It’s been a bad week for the stock market, but it’s been an even worse week for tech companies and an even worse week for semiconductor stocks.
Share price of Taiwan Semiconductor Manufacturing Co., Ltd. (TSM -4.20%)Micron Technology (MU -3.37%)ASML Holdings (ASML -5.38%) They all fell again today, down 4.2%, 4.1% and 5.2%, respectively, as of 12:38pm ET.
It’s been a terrible week for stocks in general, and artificial intelligence (AI) trades in particular, mainly due to macroeconomic concerns. Of note, the semiconductor industry has long been considered highly cyclical. The sector has been one of the strongest over the past decade due to its exceptional secular growth, but the prospect of a slowdown or recession has investors fleeing these industry leaders at the moment. This is especially true after the AI craze drove these stocks’ share prices up substantially from November 2022 to July 2024.
Today’s weaker than expected jobs report, combined with a somewhat disappointing earnings report from AI tech peer Broadcom last night, is sending shares of all AI-related stocks lower again today.
Weak employment data fuels fears of economic slowdown
This morning the Labor Department released the August jobs report. This was big news for many investors, as the much weaker than expected July employment report had raised concerns that the Federal Reserve was getting too late in cutting interest rates.
The jobs report released today showed employment increases and a slight decrease in the unemployment rate in August compared to July, but slightly less than expected. 142,000 new jobs were added in August, up from a downwardly revised 89,000 in July but below the 161,000 expected. The unemployment rate fell to 4.2% from 4.3%.
It’s a little hard to understand why investors took this report so badly, given that the Federal Reserve seems certain to cut interest rates when it meets on September 17 and 18. But the “weaker than expected” numbers and downward revisions to job gains in June and July increase uncertainty that the Fed is slow to cut rates or will not cut them enough when the committee meets, potentially tipping the economy into recession.

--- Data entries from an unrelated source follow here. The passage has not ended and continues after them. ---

//! Sorted runs ("chunks") and their readers and writers.
//!
//! A chunk is written once through a [`ChunkWriter`] (or collected in
//! memory), closed, and only then readable as a [`Chunk`]. A disk chunk
//! owns its file: the file is removed when the chunk, or the
//! [`ChunkRows`] iterator that consumed it, is dropped.

use std::fs::{self, File};
use std::io::{BufReader, BufWriter, Write};
use std::path::{Path, PathBuf};

use rowsort_types::error::{Result, SortError};
use rowsort_types::row::Row;

use crate::block::{read_block, write_block};

/// A closed, immutable sequence of rows.
#[derive(Debug)]
pub enum Chunk {
    Memory(Vec<Row>),
    Disk(DiskChunk),
}

impl Chunk {
    pub fn len(&self) -> u64 {
        match self {
            Chunk::Memory(rows) => rows.len() as u64,
            Chunk::Disk(disk) => disk.num_rows,
        }
    }

    pub fn is_empty(&self) -> bool {
        self.len() == 0
    }

    pub fn is_on_disk(&self) -> bool {
        matches!(self, Chunk::Disk(_))
    }

    /// Read the rows without giving up the chunk. Can be called repeatedly.
    pub fn iter(&self) -> Result<ChunkIter<'_>> {
        match self {
            Chunk::Memory(rows) => Ok(ChunkIter::Memory(rows.iter())),
            Chunk::Disk(disk) => Ok(ChunkIter::Disk(BlockReader::open(&disk.path, disk.num_rows)?)),
        }
    }

    /// Consume the chunk. Its backing file lives exactly as long as the
    /// returned iterator.
    pub fn into_rows(self) -> Result<ChunkRows> {
        match self {
            Chunk::Memory(rows) => Ok(ChunkRows::Memory(rows.into_iter())),
            Chunk::Disk(disk) => {
                let reader = BlockReader::open(&disk.path, disk.num_rows)?;
                Ok(ChunkRows::Disk {
                    reader,
                    _chunk: disk,
                })
            }
        }
    }
}

/// A chunk file on disk. Removes the file on drop.
#[derive(Debug)]
pub struct DiskChunk {
    path: PathBuf,
    num_rows: u64,
}

impl DiskChunk {
    pub fn path(&self) -> &Path {
        &self.path
    }
}

impl Drop for DiskChunk {
    fn drop(&mut self) {
        if let Err(e) = fs::remove_file(&self.path) {
            if e.kind() != std::io::ErrorKind::NotFound {
                tracing::debug!(path = %self.path.display(), error = %e, "failed to remove chunk file");
            }
        }
    }
}

/// Borrowing row iterator over a chunk.
pub enum ChunkIter<'a> {
    Memory(std::slice::Iter<'a, Row>),
    Disk(BlockReader),
}

impl Iterator for ChunkIter<'_> {
    type Item = Result<Row>;

    fn next(&mut self) -> Option<Self::Item> {
        match self {
            ChunkIter::Memory(rows) => rows.next().cloned().map(Ok),
            ChunkIter::Disk(reader) => reader.next(),
        }
    }
}

/// Owning row iterator over a consumed chunk.
pub enum ChunkRows {
    Memory(std::vec::IntoIter<Row>),
    Disk { reader: BlockReader, _chunk: DiskChunk },
}

impl Iterator for ChunkRows {
    type Item = Result<Row>;

    fn next(&mut self) -> Option<Self::Item> {
        match self {
            ChunkRows::Memory(rows) => rows.next().map(Ok),
            ChunkRows::Disk { reader, .. } => reader.next(),
        }
    }
}

/// Sequential block-by-block reader of a chunk file.
pub struct BlockReader {
    file: BufReader<File>,
    remaining: u64,
    block: std::vec::IntoIter<Row>,
}

impl BlockReader {
    fn open(path: &Path, num_rows: u64) -> Result<Self> {
        let file = File::open(path)?;
        Ok(BlockReader {
            file: BufReader::new(file),
            remaining: num_rows,
            block: Vec::new().into_iter(),
        })
    }
}

impl Iterator for BlockReader {
    type Item = Result<Row>;

    fn next(&mut self) -> Option<Self::Item> {
        if let Some(row) = self.block.next() {
            return Some(Ok(row));
        }
        if self.remaining == 0 {
            return None;
        }
        match read_block(&mut self.file) {
            Ok(rows) if rows.is_empty() || rows.len() as u64 > self.remaining => {
                self.remaining = 0;
                Some(Err(SortError::Format(
                    "Chunk block row count does not match chunk length".to_string(),
                )))
            }
            Ok(rows) => {
                self.remaining -= rows.len() as u64;
                self.block = rows.into_iter();
                self.block.next().map(Ok)
            }
            Err(e) => {
                self.remaining = 0;
                Some(Err(e))
            }
        }
    }
}

/// Write-once chunk file writer.
pub struct ChunkWriter {
    file: BufWriter<File>,
    path: PathBuf,
    pending: Vec<Row>,
    block_rows: usize,
    num_rows: u64,
    bytes_written: u64,
}

impl ChunkWriter {
    pub(crate) fn create(path: PathBuf, block_rows: usize) -> Result<Self> {
        let file = File::create(&path)?;
        Ok(ChunkWriter {
            file: BufWriter::new(file),
            path,
            pending: Vec::with_capacity(block_rows),
            block_rows: block_rows.max(1),
            num_rows: 0,
            bytes_written: 0,
        })
    }

    pub fn add_row(&mut self, row: Row) -> Result<()> {
        self.pending.push(row);
        self.num_rows += 1;
        if self.pending.len() >= self.block_rows {
            self.flush_block()?;
        }
        Ok(())
    }

    pub fn num_rows(&self) -> u64 {
        self.num_rows
    }

    /// Bytes written to the file so far (pending rows excluded).
    pub fn bytes_written(&self) -> u64 {
        self.bytes_written
    }

    fn flush_block(&mut self) -> Result<()> {
        if self.pending.is_empty() {
            return Ok(());
        }
        self.bytes_written += write_block(&mut self.file, &self.pending)?;
        self.pending.clear();
        Ok(())
    }

    /// Flush everything and hand out the closed chunk.
    pub fn close(mut self) -> Result<Chunk> {
        self.flush_block()?;
        self.file.flush()?;
        tracing::trace!(
            path = %self.path.display(),
            rows = self.num_rows,
            bytes = self.bytes_written,
            "closed chunk"
        );
        Ok(Chunk::Disk(DiskChunk {
            path: self.path,
            num_rows: self.num_rows,
        }))
    }
}
//! Sort configuration.
//!
//! A [`SortConfig`] is built explicitly and handed to the sorter; there is
//! no process-wide instance. Fields can be overridden from environment
//! variables via [`SortConfig::from_env`]:
//!
//! - `ROWSORT_MAX_ROWS_PER_CHUNK`: rows per initial run. Default: 20,000.
//! - `ROWSORT_MAX_OPEN_CHUNKS`: chunks merged at once. Default: 40.
//! - `ROWSORT_MEMORY_THRESHOLD`: fraction of max memory above which memory
//!   counts as low. Default: 0.8.
//! - `ROWSORT_MAX_MEMORY`: max memory figure used when the platform cannot
//!   report one, e.g. `2G`. Default: unset.
//! - `ROWSORT_CHECK_INTERVAL`: rows between cancellation checks and memory
//!   polls. Default: 1000.
//! - `ROWSORT_BLOCK_ROWS`: rows per compressed block in chunk files.
//!   Default: 4096.
//! - `ROWSORT_SPILL_DIR`: parent directory for chunk files. Default: the
//!   system temp dir.
//! - `ROWSORT_DISABLE_MIN_MEMORY_CHECK`: `true`/`false`. Default: `true`.

use std::path::PathBuf;

use rowsort_types::error::{Result, SortError};

pub const DEFAULT_MAX_ROWS_PER_CHUNK: usize = 20_000;
pub const DEFAULT_MAX_OPEN_CHUNKS: usize = 40;
pub const DEFAULT_MEMORY_THRESHOLD: f64 = 0.8;
pub const DEFAULT_CHECK_INTERVAL: usize = 1000;
pub const DEFAULT_BLOCK_ROWS: usize = 4096;

/// Settings of one sort operation.
#[derive(Debug, Clone, PartialEq)]
pub struct SortConfig {
    /// Maximum number of rows in an initial run of the external sort.
    pub max_rows_per_chunk: usize,

    /// Maximum number of chunks merged at once. More chunks than this are
    /// merged in several levels.
    pub max_open_chunks: usize,

    /// Fraction of max memory above which the memory service reports low
    /// memory.
    pub memory_threshold: f64,

    /// Max memory in bytes, used when the memory probe cannot report one.
    pub max_memory: Option<u64>,

    /// Rows between two cancellation checks / memory polls.
    pub check_interval: usize,

    /// Rows per block in a chunk file.
    pub block_rows: usize,

    /// Parent directory for the spill directory.
    pub spill_dir: Option<PathBuf>,

    /// When `false`, an in-memory sort started under low memory switches
    /// to the external strategy.
    pub disable_min_memory_check: bool,
}

impl Default for SortConfig {
    fn default() -> Self {
        SortConfig {
            max_rows_per_chunk: DEFAULT_MAX_ROWS_PER_CHUNK,
            max_open_chunks: DEFAULT_MAX_OPEN_CHUNKS,
            memory_threshold: DEFAULT_MEMORY_THRESHOLD,
            max_memory: None,
            check_interval: DEFAULT_CHECK_INTERVAL,
            block_rows: DEFAULT_BLOCK_ROWS,
            spill_dir: None,
            disable_min_memory_check: true,
        }
    }
}

impl SortConfig {
    /// Defaults overridden by `ROWSORT_*` environment variables.
    pub fn from_env() -> Self {
        Self::from_lookup(|name| std::env::var(name).ok())
    }

    /// Defaults overridden by whatever `lookup` returns for the `ROWSORT_*`
    /// variable names. Values that do not parse are ignored.
    pub fn from_lookup(lookup: impl Fn(&str) -> Option<String>) -> Self {
        let mut config = SortConfig::default();

        if let Some(n) = lookup_parsed(&lookup, "ROWSORT_MAX_ROWS_PER_CHUNK", |s| s.parse().ok()) {
            config.max_rows_per_chunk = n;
        }
        if let Some(n) = lookup_parsed(&lookup, "ROWSORT_MAX_OPEN_CHUNKS", |s| s.parse().ok()) {
            config.max_open_chunks = n;
        }
        if let Some(t) = lookup_parsed(&lookup, "ROWSORT_MEMORY_THRESHOLD", |s| s.parse().ok()) {
            config.memory_threshold = t;
        }
        if let Some(n) = lookup_parsed(&lookup, "ROWSORT_MAX_MEMORY", parse_byte_size) {
            config.max_memory = Some(n);
        }
        if let Some(n) = lookup_parsed(&lookup, "ROWSORT_CHECK_INTERVAL", |s| s.parse().ok()) {
            config.check_interval = n;
        }
        if let Some(n) = lookup_parsed(&lookup, "ROWSORT_BLOCK_ROWS", |s| s.parse().ok()) {
            config.block_rows = n;
        }
        if let Some(dir) = lookup("ROWSORT_SPILL_DIR") {
            if !dir.trim().is_empty() {
                config.spill_dir = Some(PathBuf::from(dir.trim()));
            }
        }
        if let Some(b) = lookup_parsed(&lookup, "ROWSORT_DISABLE_MIN_MEMORY_CHECK", parse_bool) {
            config.disable_min_memory_check = b;
        }

        config
    }

    /// Reject settings the sorter cannot run with.
    pub fn validate(&self) -> Result<()> {
        if self.max_rows_per_chunk == 0 {
            return Err(SortError::Config(
                "max_rows_per_chunk must be positive".to_string(),
            ));
        }
        if self.max_open_chunks <= 2 {
            return Err(SortError::Config(format!(
                "Invalid open chunk count: {}",
                self.max_open_chunks
            )));
        }
        if !(self.memory_threshold > 0.0 && self.memory_threshold <= 1.0) {
            return Err(SortError::Config(format!(
                "memory_threshold must be in (0, 1], got {}",
                self.memory_threshold
            )));
        }
        if self.check_interval == 0 {
            return Err(SortError::Config("check_interval must be positive".to_string()));
        }
        if self.block_rows == 0 {
            return Err(SortError::Config("block_rows must be positive".to_string()));
        }
        Ok(())
    }
}

fn lookup_parsed<T>(
    lookup: &impl Fn(&str) -> Option<String>,
    name: &str,
    parse: impl Fn(&str) -> Option<T>,
) -> Option<T> {
    let raw = lookup(name)?;
    let parsed = parse(raw.trim());
    if parsed.is_none() {
        tracing::warn!(variable = name, value = %raw, "ignoring unparseable setting");
    }
    parsed
}

fn parse_bool(s: &str) -> Option<bool> {
    match s.to_ascii_lowercase().as_str() {
        "1" | "true" | "yes" | "on" => Some(true),
        "0" | "false" | "no" | "off" => Some(false),
        _ => None,
    }
}

/// Parse a byte size string. Supports plain integers and suffixes:
/// `K`/`KB`, `M`/`MB`, `G`/`GB` (case-insensitive).
pub fn parse_byte_size(s: &str) -> Option<u64> {
    let s = s.trim();
    let upper = s.to_ascii_uppercase();
    let (num_str, multiplier) = [("GB", 1u64 << 30), ("G", 1 << 30), ("MB", 1 << 20), ("M", 1 << 20), ("KB", 1 << 10), ("K", 1 << 10)]
        .iter()
        .find_map(|&(suffix, mult)| upper.strip_suffix(suffix).map(|n| (n.trim().to_string(), mult)))
        .unwrap_or((upper.clone(), 1));
    num_str.parse::<u64>().ok()?.checked_mul(multiplier)
}

/// Find a `--max-memory` argument (`--max-memory=2G` or `--max-memory 2G`)
/// and parse its byte size.
pub fn heap_size_from_args<I, S>(args: I) -> Option<u64>
where
    I: IntoIterator<Item = S>,
    S: AsRef<str>,
{
    let mut args = args.into_iter();
    while let Some(arg) = args.next() {
        let arg = arg.as_ref();
        if let Some(value) = arg.strip_prefix("--max-memory=") {
            return parse_byte_size(value);
        }
        if arg == "--max-memory" {
            return args.next().and_then(|v| parse_byte_size(v.as_ref()));
        }
    }
    None
}

#[cfg(test)]
mod tests {
    use super::*;
    use std::collections::HashMap;

    #[test]
    fn test_parse_byte_size() {
        assert_eq!(parse_byte_size("1024"), Some(1024));
        assert_eq!(parse_byte_size("10K"), Some(10 * 1024));
        assert_eq!(parse_byte_size("10kb"), Some(10 * 1024));
        assert_eq!(parse_byte_size("5M"), Some(5 * 1024 * 1024));
        assert_eq!(parse_byte_size("5MB"), Some(5 * 1024 * 1024));
        assert_eq!(parse_byte_size("2g"), Some(2 * 1024 * 1024 * 1024));
        assert_eq!(parse_byte_size("2GB"), Some(2 * 1024 * 1024 * 1024));
        assert_eq!(parse_byte_size(" 100 "), Some(100));
        assert_eq!(parse_byte_size("abc"), None);
        assert_eq!(parse_byte_size(""), None);
    }

    #[test]
    fn test_heap_size_from_args() {
        assert_eq!(heap_size_from_args(["prog", "--max-memory=512M"]), Some(512 << 20));
        assert_eq!(heap_size_from_args(["prog", "--max-memory", "1G"]), Some(1 << 30));
        assert_eq!(heap_size_from_args(["prog", "--max-memory"]), None);
        assert_eq!(heap_size_from_args(["prog", "-v"]), None);
    }

    #[test]
    fn test_defaults() {
        let config = SortConfig::default();
        assert_eq!(config.max_rows_per_chunk, 20_000);
        assert_eq!(config.max_open_chunks, 40);
        assert!(config.disable_min_memory_check);
        assert!(config.validate().is_ok());
    }

    #[test]
    fn test_from_lookup() {
        let vars: HashMap<&str, &str> = [
            ("ROWSORT_MAX_ROWS_PER_CHUNK", "500"),
            ("ROWSORT_MAX_MEMORY", "64MB"),
            ("ROWSORT_MEMORY_THRESHOLD", "not-a-number"),
            ("ROWSORT_SPILL_DIR", "/var/tmp"),
            ("ROWSORT_DISABLE_MIN_MEMORY_CHECK", "false"),
        ]
        .into_iter()
        .collect();
        let config = SortConfig::from_lookup(|k| vars.get(k).map(|v| v.to_string()));

        assert_eq!(config.max_rows_per_chunk, 500);
        assert_eq!(config.max_memory, Some(64 << 20));
        assert_eq!(config.memory_threshold, DEFAULT_MEMORY_THRESHOLD);
        assert_eq!(config.spill_dir, Some(PathBuf::from("/var/tmp")));
        assert!(!config.disable_min_memory_check);
    }

    #[test]
    fn test_validate() {
        let bad = SortConfig {
            max_open_chunks: 2,
            ..SortConfig::default()
        };
        assert!(matches!(bad.validate(), Err(SortError::Config(_))));

        let bad = SortConfig {
            memory_threshold: 1.5,
            ..SortConfig::default()
        };
        assert!(bad.validate().is_err());

        let bad = SortConfig {
            max_rows_per_chunk: 0,
            ..SortConfig::default()
        };
        assert!(bad.validate().is_err());
    }
}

Either way, the market has been in a very emotional mood this week, especially following the weak manufacturing data released earlier in the week on Tuesday morning.
Making matters worse was Broadcom’s earnings report released last night: The semiconductor and software giant beat analyst expectations for its third-quarter results, but chip revenue may have disappointed, and management’s fourth-quarter guidance was also slightly lower than analysts expected.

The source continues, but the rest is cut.